> [Task brief]: Pull out each line of the records holding the string "filename".

> [Excerpted data]:

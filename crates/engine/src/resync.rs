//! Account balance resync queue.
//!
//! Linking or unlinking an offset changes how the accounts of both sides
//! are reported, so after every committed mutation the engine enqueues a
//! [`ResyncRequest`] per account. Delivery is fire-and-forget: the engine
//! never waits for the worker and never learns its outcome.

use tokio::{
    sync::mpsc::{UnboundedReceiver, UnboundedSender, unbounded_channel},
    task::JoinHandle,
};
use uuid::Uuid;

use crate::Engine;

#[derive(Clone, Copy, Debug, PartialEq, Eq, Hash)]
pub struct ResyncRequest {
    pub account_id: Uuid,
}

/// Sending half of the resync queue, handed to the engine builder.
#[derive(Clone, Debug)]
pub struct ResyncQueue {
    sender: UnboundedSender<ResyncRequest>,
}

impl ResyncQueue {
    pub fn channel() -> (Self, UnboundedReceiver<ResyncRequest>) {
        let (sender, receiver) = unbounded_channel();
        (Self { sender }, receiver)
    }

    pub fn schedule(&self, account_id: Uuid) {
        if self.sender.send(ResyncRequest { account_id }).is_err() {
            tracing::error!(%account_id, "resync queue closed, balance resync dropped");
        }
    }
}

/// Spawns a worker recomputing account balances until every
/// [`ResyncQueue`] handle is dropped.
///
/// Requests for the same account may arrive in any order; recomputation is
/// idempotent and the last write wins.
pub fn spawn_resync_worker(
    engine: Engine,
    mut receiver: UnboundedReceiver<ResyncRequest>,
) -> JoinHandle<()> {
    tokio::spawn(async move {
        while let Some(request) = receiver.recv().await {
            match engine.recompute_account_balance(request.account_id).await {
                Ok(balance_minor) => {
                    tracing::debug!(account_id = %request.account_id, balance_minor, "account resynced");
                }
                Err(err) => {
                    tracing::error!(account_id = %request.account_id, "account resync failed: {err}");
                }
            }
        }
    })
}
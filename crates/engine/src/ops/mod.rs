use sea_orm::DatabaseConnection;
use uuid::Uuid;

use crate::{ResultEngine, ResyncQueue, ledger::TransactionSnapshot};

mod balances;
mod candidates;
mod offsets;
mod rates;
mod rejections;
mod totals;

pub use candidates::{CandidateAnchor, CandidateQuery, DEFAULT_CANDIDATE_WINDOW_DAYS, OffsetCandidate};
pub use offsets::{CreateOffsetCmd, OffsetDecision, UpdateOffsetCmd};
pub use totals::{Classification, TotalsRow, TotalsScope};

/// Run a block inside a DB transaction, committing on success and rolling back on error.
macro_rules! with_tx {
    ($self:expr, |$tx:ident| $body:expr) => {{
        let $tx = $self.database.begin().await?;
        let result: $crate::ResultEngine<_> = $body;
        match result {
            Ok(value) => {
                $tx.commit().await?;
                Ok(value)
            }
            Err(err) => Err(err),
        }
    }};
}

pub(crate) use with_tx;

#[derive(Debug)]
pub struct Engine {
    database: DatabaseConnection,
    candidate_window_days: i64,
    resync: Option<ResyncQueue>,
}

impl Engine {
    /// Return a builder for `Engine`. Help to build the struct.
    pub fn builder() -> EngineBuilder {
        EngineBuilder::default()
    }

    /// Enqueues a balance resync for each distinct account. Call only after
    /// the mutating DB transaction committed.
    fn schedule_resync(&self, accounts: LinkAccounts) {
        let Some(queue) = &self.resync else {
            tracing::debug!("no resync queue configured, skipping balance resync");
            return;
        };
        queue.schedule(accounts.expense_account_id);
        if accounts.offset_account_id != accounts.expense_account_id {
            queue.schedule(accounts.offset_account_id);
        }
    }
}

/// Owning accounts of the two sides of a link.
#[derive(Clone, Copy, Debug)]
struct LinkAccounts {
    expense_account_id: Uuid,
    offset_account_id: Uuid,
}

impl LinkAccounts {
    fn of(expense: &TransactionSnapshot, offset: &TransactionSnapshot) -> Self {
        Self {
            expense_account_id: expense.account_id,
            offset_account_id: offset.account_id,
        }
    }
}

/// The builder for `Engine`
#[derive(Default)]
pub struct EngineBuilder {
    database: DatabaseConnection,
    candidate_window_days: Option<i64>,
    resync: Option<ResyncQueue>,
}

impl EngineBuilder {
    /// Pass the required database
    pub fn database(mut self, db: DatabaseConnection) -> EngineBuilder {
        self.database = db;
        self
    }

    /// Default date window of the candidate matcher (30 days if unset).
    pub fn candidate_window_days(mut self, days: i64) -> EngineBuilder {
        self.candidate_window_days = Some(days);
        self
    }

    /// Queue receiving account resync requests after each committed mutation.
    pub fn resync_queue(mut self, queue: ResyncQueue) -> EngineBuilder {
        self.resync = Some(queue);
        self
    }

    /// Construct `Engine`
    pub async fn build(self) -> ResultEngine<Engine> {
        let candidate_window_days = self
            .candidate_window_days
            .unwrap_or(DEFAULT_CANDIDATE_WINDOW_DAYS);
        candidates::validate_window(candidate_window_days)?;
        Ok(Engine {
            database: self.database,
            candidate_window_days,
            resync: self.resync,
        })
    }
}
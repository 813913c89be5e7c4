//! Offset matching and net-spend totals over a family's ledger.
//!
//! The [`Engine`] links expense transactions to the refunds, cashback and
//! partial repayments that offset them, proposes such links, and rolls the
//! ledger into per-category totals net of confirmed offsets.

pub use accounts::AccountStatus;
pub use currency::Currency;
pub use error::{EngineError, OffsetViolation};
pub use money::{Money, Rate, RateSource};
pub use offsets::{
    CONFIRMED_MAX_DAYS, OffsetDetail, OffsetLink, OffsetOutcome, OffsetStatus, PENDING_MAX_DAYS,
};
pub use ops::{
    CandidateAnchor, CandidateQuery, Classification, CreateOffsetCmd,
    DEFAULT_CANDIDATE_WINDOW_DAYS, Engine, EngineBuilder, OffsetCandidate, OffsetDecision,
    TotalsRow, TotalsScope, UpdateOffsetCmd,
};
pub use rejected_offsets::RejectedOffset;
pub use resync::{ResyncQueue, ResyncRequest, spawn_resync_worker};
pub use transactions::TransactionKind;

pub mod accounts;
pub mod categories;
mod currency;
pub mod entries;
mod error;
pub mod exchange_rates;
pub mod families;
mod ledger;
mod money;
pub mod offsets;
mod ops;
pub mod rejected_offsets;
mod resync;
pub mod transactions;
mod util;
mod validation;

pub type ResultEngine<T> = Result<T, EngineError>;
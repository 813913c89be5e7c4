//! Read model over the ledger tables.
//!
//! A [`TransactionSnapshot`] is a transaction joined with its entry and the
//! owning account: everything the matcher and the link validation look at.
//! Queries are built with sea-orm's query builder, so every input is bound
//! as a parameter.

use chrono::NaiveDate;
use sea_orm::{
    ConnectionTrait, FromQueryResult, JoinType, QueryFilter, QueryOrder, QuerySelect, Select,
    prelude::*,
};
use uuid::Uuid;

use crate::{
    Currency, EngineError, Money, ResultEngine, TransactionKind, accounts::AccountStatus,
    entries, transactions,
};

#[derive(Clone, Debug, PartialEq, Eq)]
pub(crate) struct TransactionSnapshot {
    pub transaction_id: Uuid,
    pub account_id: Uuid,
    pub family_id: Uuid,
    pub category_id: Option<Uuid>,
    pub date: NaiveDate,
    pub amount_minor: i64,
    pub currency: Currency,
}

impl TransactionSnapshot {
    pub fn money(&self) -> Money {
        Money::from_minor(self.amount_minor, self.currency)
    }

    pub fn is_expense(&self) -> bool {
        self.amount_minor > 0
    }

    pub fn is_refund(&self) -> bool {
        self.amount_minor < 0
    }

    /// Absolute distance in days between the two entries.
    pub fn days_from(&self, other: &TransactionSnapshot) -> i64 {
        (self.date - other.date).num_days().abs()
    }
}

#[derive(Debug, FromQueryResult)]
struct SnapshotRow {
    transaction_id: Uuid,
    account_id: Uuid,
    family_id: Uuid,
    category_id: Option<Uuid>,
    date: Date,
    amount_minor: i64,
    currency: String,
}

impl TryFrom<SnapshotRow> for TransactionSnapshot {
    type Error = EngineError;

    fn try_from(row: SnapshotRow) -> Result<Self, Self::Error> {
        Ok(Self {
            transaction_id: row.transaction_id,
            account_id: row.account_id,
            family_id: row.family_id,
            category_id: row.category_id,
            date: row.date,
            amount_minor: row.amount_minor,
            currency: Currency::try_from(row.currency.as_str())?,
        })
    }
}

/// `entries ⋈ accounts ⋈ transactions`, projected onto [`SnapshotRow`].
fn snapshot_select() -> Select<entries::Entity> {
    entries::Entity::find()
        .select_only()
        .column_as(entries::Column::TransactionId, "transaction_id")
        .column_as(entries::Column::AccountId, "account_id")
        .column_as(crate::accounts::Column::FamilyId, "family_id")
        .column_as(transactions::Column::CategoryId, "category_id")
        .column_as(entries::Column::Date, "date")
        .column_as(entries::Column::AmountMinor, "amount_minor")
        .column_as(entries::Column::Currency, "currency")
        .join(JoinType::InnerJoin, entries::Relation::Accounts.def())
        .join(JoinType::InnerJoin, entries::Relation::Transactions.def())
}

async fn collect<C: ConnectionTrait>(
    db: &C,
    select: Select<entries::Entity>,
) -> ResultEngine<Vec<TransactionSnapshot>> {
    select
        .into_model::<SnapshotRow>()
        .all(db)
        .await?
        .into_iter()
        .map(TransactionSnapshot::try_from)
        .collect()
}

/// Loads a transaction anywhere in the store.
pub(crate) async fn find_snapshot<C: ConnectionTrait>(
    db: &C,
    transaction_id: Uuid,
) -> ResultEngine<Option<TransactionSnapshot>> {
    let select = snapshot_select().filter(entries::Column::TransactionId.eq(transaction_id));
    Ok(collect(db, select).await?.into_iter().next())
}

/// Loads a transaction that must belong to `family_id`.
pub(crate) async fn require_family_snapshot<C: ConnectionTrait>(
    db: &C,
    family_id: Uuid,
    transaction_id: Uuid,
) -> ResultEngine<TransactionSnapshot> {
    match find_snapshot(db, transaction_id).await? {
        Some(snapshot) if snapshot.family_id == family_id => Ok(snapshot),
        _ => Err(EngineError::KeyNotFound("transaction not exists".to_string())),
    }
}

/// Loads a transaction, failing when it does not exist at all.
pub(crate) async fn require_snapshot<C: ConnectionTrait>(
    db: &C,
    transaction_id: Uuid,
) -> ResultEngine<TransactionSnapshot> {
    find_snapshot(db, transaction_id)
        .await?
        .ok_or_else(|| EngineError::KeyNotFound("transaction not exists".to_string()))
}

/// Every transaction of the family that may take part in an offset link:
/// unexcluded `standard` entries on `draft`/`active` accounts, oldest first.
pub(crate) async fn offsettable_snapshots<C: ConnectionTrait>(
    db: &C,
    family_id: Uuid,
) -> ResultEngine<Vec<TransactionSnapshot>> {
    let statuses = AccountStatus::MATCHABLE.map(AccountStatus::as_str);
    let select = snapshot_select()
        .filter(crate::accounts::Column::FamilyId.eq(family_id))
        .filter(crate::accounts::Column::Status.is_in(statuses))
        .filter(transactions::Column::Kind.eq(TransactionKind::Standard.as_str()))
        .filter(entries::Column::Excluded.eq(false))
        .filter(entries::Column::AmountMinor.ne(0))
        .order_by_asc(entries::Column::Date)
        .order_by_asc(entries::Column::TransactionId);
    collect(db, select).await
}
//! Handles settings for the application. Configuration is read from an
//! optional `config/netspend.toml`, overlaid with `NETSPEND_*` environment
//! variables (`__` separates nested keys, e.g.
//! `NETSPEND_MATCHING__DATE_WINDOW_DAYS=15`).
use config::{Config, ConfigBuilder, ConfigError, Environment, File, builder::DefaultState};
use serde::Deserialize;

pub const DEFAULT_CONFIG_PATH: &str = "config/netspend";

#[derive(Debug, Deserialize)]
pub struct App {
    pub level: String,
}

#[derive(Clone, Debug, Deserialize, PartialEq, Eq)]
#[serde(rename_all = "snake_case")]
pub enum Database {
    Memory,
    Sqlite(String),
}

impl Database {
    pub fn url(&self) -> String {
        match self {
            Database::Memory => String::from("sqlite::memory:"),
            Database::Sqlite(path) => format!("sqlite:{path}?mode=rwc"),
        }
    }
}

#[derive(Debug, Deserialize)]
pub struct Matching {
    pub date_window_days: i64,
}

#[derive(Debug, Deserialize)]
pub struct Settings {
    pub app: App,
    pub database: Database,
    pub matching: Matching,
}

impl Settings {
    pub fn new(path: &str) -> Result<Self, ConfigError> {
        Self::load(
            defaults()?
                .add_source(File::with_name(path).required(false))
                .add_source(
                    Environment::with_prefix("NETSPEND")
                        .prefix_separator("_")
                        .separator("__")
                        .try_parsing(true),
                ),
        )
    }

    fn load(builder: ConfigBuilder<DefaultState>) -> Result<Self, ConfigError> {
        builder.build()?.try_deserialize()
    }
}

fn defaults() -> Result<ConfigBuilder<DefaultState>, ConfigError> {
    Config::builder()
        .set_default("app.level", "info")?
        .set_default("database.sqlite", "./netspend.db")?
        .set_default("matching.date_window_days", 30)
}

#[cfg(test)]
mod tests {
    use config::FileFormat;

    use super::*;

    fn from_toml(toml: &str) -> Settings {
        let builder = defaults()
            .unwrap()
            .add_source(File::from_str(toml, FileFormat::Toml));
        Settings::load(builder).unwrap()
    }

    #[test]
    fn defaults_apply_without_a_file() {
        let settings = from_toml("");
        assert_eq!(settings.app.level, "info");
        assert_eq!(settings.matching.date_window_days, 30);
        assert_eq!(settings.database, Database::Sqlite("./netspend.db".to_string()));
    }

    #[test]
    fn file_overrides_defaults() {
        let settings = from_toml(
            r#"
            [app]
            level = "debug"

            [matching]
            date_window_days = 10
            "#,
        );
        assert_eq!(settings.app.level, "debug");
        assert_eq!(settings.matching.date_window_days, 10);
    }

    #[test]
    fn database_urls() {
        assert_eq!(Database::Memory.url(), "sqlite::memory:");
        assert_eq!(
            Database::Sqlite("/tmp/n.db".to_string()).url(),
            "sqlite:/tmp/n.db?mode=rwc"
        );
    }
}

> [Result for this exercise]:
filename crates/engine/src/resync.rs
filename crates/engine/src/ops/mod.rs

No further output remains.